COVID-19: Financial Services Round-Up for 16-22 March 2020


Capital Buffers

The Central Bank of Ireland (“CBI”) announced the reduction of the Countercyclical Capital Buffer, from 1% to 0%. This decision will free up in excess of €1 billion in bank capital.  The Minister for Finance has also decided to defer the introduction of the Systemic Risk Buffer.

See our briefing here.


On 19 March 2020, the CBI published a press release following its meeting with the Banking & Payments Federation Ireland (“BPFI”) and five retail banks (here).

Key items from the press release include the following:

  • The CBI emphasises the provisions of the existing consumer protection framework which is designed to ensure that consumers’ best interests are protected, particularly during financial difficulties.  People experiencing particular vulnerabilities as a result of COVID-19 must be provided with whatever reasonable arrangements and/or assistance may be necessary in dealings with regulated entities.
  • Banks will introduce three-month payment moratoria on mortgages and personal and business loans for some business and personal customers affected by COVID-19.  Ireland’s main credit-servicing firms and non-bank mortgage lenders will also introduce these measures.

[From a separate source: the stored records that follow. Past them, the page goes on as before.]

use ordered_float::OrderedFloat;

use super::{BuildSettings, RawKdTree, RawNodeIdx};
use crate::geometry::{SplitPlane, WorldBox, WorldPoint};

#[derive(Copy, Clone, Debug, PartialEq, Eq)]
enum Side {
    Left,
    Right,
    Both,
    /// Nothing of the triangle is left inside the current cell
    Invalid,
}

/// Order matters, events at the same position are sorted by kind.
#[derive(Copy, Clone, Debug, PartialEq, Eq, PartialOrd, Ord)]
enum EventKind {
    End,
    Planar,
    Start,
}

#[derive(Copy, Clone, Debug)]
struct Event {
    position: f32,
    kind: EventKind,
    triangle: u32,
}

#[derive(Copy, Clone, Debug)]
struct SplitCandidate {
    plane: SplitPlane,
    cost: f32,
    /// Where triangles lying exactly in the plane go
    planar_side: Side,
}

/// Surface area heuristic kd-tree builder over the triangles of one geometry.
///
/// Triangles are clipped to each cell before evaluating split candidates, so
/// that candidate planes come from the actual overlap of the triangle with the cell.
pub struct TriangleTreeBuilder<'a> {
    vertices: &'a [WorldPoint],
    triangles: &'a [[u32; 3]],
    settings: &'a BuildSettings,
    depth_limit: usize,

    // Scratch state indexed by triangle id, reused by every node of the build
    sides: Vec<Side>,
    clipped_boxes: Vec<WorldBox>,
    events: [Vec<Event>; 3],

    tree: RawKdTree,
}

impl<'a> TriangleTreeBuilder<'a> {
    /// Builds the tree over `triangles`, given as vertex index triples.
    /// The tree's bounds cover all `vertices`.
    #[tracing::instrument(skip_all, fields(triangle_count = triangles.len()))]
    pub fn build(
        vertices: &'a [WorldPoint],
        triangles: &'a [[u32; 3]],
        settings: &'a BuildSettings,
    ) -> RawKdTree {
        let bounds = WorldBox::build_from(vertices);
        let mut builder = TriangleTreeBuilder {
            vertices,
            triangles,
            settings,
            depth_limit: settings.depth_limit(),

            sides: vec![Side::Invalid; triangles.len()],
            clipped_boxes: vec![WorldBox::degenerate(); triangles.len()],
            events: std::array::from_fn(|_| Vec::with_capacity(2 * triangles.len())),

            tree: RawKdTree::new(bounds.clone()),
        };

        let all = (0..triangles.len() as u32).collect();
        let root = builder.build_recursive(all, &bounds, 0);
        builder.tree.set_root(root);

        let stats = &builder.tree.stats;
        tracing::debug!(
            "Triangle tree: {} nodes, {} leaves, depth {}, {} triangle references",
            stats.node_count,
            stats.leaf_count,
            stats.max_depth,
            stats.element_count
        );

        builder.tree
    }

    fn build_recursive(&mut self, triangles: Vec<u32>, bounds: &WorldBox, depth: usize) -> RawNodeIdx {
        let valid_count = self.clip_triangles(&triangles, bounds);

        if depth >= self.depth_limit {
            return self.build_leaf(&triangles, depth);
        }

        let Some(best) = self.find_plane(&triangles, bounds, valid_count) else {
            return self.build_leaf(&triangles, depth);
        };
        if self.terminate(best.cost, valid_count) {
            return self.build_leaf(&triangles, depth);
        }

        let (left_box, right_box) = bounds.split(&best.plane);
        let (left_triangles, right_triangles) = self.partition(&best, &triangles);
        drop(triangles);

        // Placeholder that gets replaced once both children are built
        let node = self.tree.push_placeholder();
        let left = self.build_recursive(left_triangles, &left_box, depth + 1);
        let right = self.build_recursive(right_triangles, &right_box, depth + 1);
        self.tree.set_internal(node, best.plane, left, right);

        node
    }

    fn build_leaf(&mut self, triangles: &[u32], depth: usize) -> RawNodeIdx {
        let elements = triangles
            .iter()
            .copied()
            .filter(|t| self.sides[*t as usize] != Side::Invalid)
            .collect();
        self.tree.push_leaf(elements, depth)
    }

    /// Splitting doesn't pay off if it's not cheaper than intersecting everything.
    fn terminate(&self, best_cost: f32, triangle_count: usize) -> bool {
        best_cost >= self.settings.intersection_cost * triangle_count as f32
    }

    /// Clips the triangles to the cell and resets their sides.
    /// Returns the number of triangles that overlap the cell.
    fn clip_triangles(&mut self, triangles: &[u32], bounds: &WorldBox) -> usize {
        let mut valid_count = 0;
        for &t in triangles {
            let [a, b, c] = self.triangles[t as usize];
            let vertices = [
                self.vertices[a as usize],
                self.vertices[b as usize],
                self.vertices[c as usize],
            ];
            let clipped = bounds.clip_triangle(&vertices);

            self.sides[t as usize] = if clipped.is_degenerate() {
                Side::Invalid
            } else {
                valid_count += 1;
                Side::Both
            };
            self.clipped_boxes[t as usize] = clipped;
        }
        valid_count
    }

    /// Finds the cheapest split plane by sweeping sorted events along every axis.
    /// Returns None if no candidate has a finite cost.
    fn find_plane(
        &mut self,
        triangles: &[u32],
        bounds: &WorldBox,
        valid_count: usize,
    ) -> Option<SplitCandidate> {
        self.fill_events(triangles);

        let mut best: Option<SplitCandidate> = None;

        for (axis, events) in self.events.iter().enumerate() {
            let mut n_left = 0;
            let mut n_right = valid_count;

            let mut i = 0;
            while i < events.len() {
                let position = events[i].position;
                let count_kind = |i: &mut usize, kind: EventKind| {
                    let mut count = 0;
                    while *i < events.len()
                        && events[*i].position == position
                        && events[*i].kind == kind
                    {
                        count += 1;
                        *i += 1;
                    }
                    count
                };
                let ending = count_kind(&mut i, EventKind::End);
                let planar = count_kind(&mut i, EventKind::Planar);
                let starting = count_kind(&mut i, EventKind::Start);

                n_right -= planar + ending;

                let plane = SplitPlane::new(axis, position);
                let candidate = self.evaluate(&plane, bounds, n_left, planar, n_right);
                // NaN costs (flat cells) never win
                if candidate.cost < best.map_or(f32::MAX, |b| b.cost) {
                    best = Some(candidate);
                }

                n_left += starting + planar;
            }
        }

        best
    }

    /// Creates sorted event lists for all valid triangles of the current cell.
    fn fill_events(&mut self, triangles: &[u32]) {
        for events in self.events.iter_mut() {
            events.clear();
        }

        for &triangle in triangles {
            if self.sides[triangle as usize] == Side::Invalid {
                continue;
            }
            let clipped = &self.clipped_boxes[triangle as usize];
            for (axis, events) in self.events.iter_mut().enumerate() {
                if clipped.is_planar(axis) {
                    events.push(Event {
                        position: clipped.min[axis],
                        kind: EventKind::Planar,
                        triangle,
                    });
                } else {
                    events.push(Event {
                        position: clipped.min[axis],
                        kind: EventKind::Start,
                        triangle,
                    });
                    events.push(Event {
                        position: clipped.max[axis],
                        kind: EventKind::End,
                        triangle,
                    });
                }
            }
        }

        for events in self.events.iter_mut() {
            events.sort_unstable_by_key(|e| (OrderedFloat(e.position), e.kind));
        }
    }

    /// SAH cost of the plane, with the planar triangles put on the cheaper side.
    fn evaluate(
        &self,
        plane: &SplitPlane,
        bounds: &WorldBox,
        n_left: usize,
        n_planar: usize,
        n_right: usize,
    ) -> SplitCandidate {
        let (left, right) = bounds.split(plane);
        let axis = plane.axis;

        let inv_area = 1.0 / bounds.surface_area();
        let p_left = left.surface_area() * inv_area;
        let p_right = right.surface_area() * inv_area;

        let inv_extent = 1.0 / (bounds.max[axis] - bounds.min[axis]);
        let left_extent = (left.max[axis] - left.min[axis]) * inv_extent;
        let right_extent = (right.max[axis] - right.min[axis]) * inv_extent;

        let cost = |count_left: usize, count_right: usize| {
            let cost = self.settings.traversal_cost
                + self.settings.intersection_cost
                    * (p_left * count_left as f32 + p_right * count_right as f32);
            // Bias towards cutting off empty space
            if count_left == 0 {
                cost * (0.8 + 0.2 * right_extent)
            } else if count_right == 0 {
                cost * (0.8 + 0.2 * left_extent)
            } else {
                cost
            }
        };

        let planar_left = cost(n_left + n_planar, n_right);
        let planar_right = cost(n_left, n_planar + n_right);

        if planar_left <= planar_right {
            SplitCandidate {
                plane: *plane,
                cost: planar_left,
                planar_side: Side::Left,
            }
        } else {
            SplitCandidate {
                plane: *plane,
                cost: planar_right,
                planar_side: Side::Right,
            }
        }
    }

    /// Distributes the triangles of the cell into the two children.
    /// Triangles crossing the plane go to both, clipped away triangles to neither.
    fn partition(&mut self, best: &SplitCandidate, triangles: &[u32]) -> (Vec<u32>, Vec<u32>) {
        let split = best.plane.position;

        for event in &self.events[best.plane.axis] {
            let side = &mut self.sides[event.triangle as usize];
            match event.kind {
                EventKind::End if event.position <= split => *side = Side::Left,
                EventKind::Start if event.position >= split => *side = Side::Right,
                EventKind::Planar => {
                    *side = if event.position < split
                        || (event.position == split && best.planar_side == Side::Left)
                    {
                        Side::Left
                    } else {
                        Side::Right
                    }
                }
                _ => {}
            }
        }

        let mut left = Vec::new();
        let mut right = Vec::new();
        for &t in triangles {
            match self.sides[t as usize] {
                Side::Left => left.push(t),
                Side::Right => right.push(t),
                Side::Both => {
                    left.push(t);
                    right.push(t);
                }
                Side::Invalid => {}
            }
        }
        (left, right)
    }
}

#[cfg(test)]
mod test {
    use super::*;
    use crate::kd_tree::{KdTree, Node, RawNode};
    use crate::test_fixtures;

    use assert2::{assert, let_assert};
    use std::collections::HashSet;

    fn build(vertices: &[WorldPoint], triangles: &[[u32; 3]]) -> RawKdTree {
        TriangleTreeBuilder::build(vertices, triangles, &BuildSettings::default())
    }

    /// Every triangle that overlaps a leaf's cell must be referenced by it
    fn referenced_triangles(tree: &KdTree) -> HashSet<u32> {
        (0..tree.node_count())
            .map(|i| tree.node(i))
            .filter(|node| node.is_leaf())
            .flat_map(|node| tree.leaf_elements(node).iter().copied())
            .collect()
    }

    #[test]
    fn no_triangles() {
        let raw = build(&[], &[]);
        assert!(raw.bounds.is_degenerate());
        assert!(raw.stats.node_count == 1);
        assert!(raw.node(raw.root()) == &RawNode::Leaf { elements: vec![] });
    }

    #[test]
    fn single_triangle_is_a_leaf() {
        let vertices = [
            WorldPoint::new(0.0, 0.0, 0.0),
            WorldPoint::new(1.0, 0.0, 0.0),
            WorldPoint::new(0.0, 1.0, 0.0),
        ];
        let raw = build(&vertices, &[[0, 1, 2]]);
        assert!(raw.stats.leaf_count == 1);
        assert!(raw.node(raw.root()) == &RawNode::Leaf { elements: vec![0] });
    }

    #[test]
    fn separated_clusters_are_split() {
        let (vertices, triangles) = test_fixtures::two_separated_clusters();
        let raw = build(&vertices, &triangles);
        let_assert!(RawNode::Internal { plane, .. } = raw.node(raw.root()));
        assert!(plane.axis == 0);
        // The empty space between the clusters is cut off
        assert!(plane.position >= 1.0);
        assert!(plane.position <= 9.0);

        let tree = KdTree::from_raw(raw);
        assert!(referenced_triangles(&tree).len() == triangles.len());
    }

    #[test]
    fn straddling_triangles_are_duplicated() {
        let (vertices, triangles) = test_fixtures::cube_mesh();
        let raw = build(&vertices, &triangles);
        assert!(raw.stats.element_count >= triangles.len());

        let tree = KdTree::from_raw(raw);
        assert!(referenced_triangles(&tree).len() == triangles.len());
    }

    #[test]
    fn degenerate_cell_costs_are_ignored() {
        // All triangles in a single plane, the cell is flat along z
        let vertices: Vec<_> = (0..20)
            .flat_map(|i| {
                let x = i as f32;
                [
                    WorldPoint::new(x, 0.0, 0.0),
                    WorldPoint::new(x + 0.5, 0.0, 0.0),
                    WorldPoint::new(x, 0.5, 0.0),
                ]
            })
            .collect();
        let triangles: Vec<_> = (0..20u32).map(|i| [3 * i, 3 * i + 1, 3 * i + 2]).collect();
        let raw = build(&vertices, &triangles);
        let tree = KdTree::from_raw(raw);
        assert!(referenced_triangles(&tree).len() == triangles.len());

        // Every split is along x or y
        for i in 0..tree.node_count() {
            if let Node::Internal { plane, .. } = tree.node(i).decode() {
                assert!(plane.axis != 2);
            }
        }
    }

    #[test]
    fn random_soup_terminates_within_depth_limit() {
        let (vertices, triangles) = test_fixtures::random_soup(10_000, 0.05, 1234);
        let settings = BuildSettings::builder().max_depth(24).build();
        let raw = TriangleTreeBuilder::build(&vertices, &triangles, &settings);

        assert!(raw.stats.max_depth <= 24);
        assert!(raw.stats.leaf_count * 2 - 1 == raw.stats.node_count);

        let tree = KdTree::from_raw(raw);
        assert!(referenced_triangles(&tree).len() == triangles.len());
        // Leaves are much smaller than the whole soup
        assert!(tree.leaf_count() > 100);
    }
}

Related press releases from the BPFI are available here and here.
  • The CBI expects all regulated firms to take a consumer-focused approach and to act in the best interests of their customers.  All existing protections for customers who face actual or potential financial difficulties continue to apply.
  • The CBI and lenders are working to develop practical measures so that the credit record of those who avail of a payment break gets an appropriate recording on the Central Credit Register.
European Securities and Markets Authority (ESMA)

ESMA has extended the response date for all ongoing consultations with a closing date on, or after, 16 March by four weeks (here). The announcement concerns the following consultations:

  • Consultation on Guidelines on Internal Controls for CRAs;
  • Consultation on MiFIR report on SI;
  • Guidelines on securitisation repository data completeness and consistency thresholds;
  • Consultation on MiFID II/ MiFIR review report on the transparency regime for equity, and equity-like instruments, the double volume cap mechanism and the trading obligations for shares;
  • Draft Regulatory Technical Standards under the Benchmarks Regulation;
  • Draft technical standards on the provision of investment services and activities in the Union by third-country firms under MiFID II and MiFIR; and
  • Consultation paper on MiFIR Review Report on Transparency for Non-equity TOD.

ESMA’s Securities and Markets Stakeholder Group has published an own initiative report, advising ESMA on measures relating to COVID-19 (here).  It covers issues such as regulatory forbearance/postponing deadlines and coordination and supervisory convergence.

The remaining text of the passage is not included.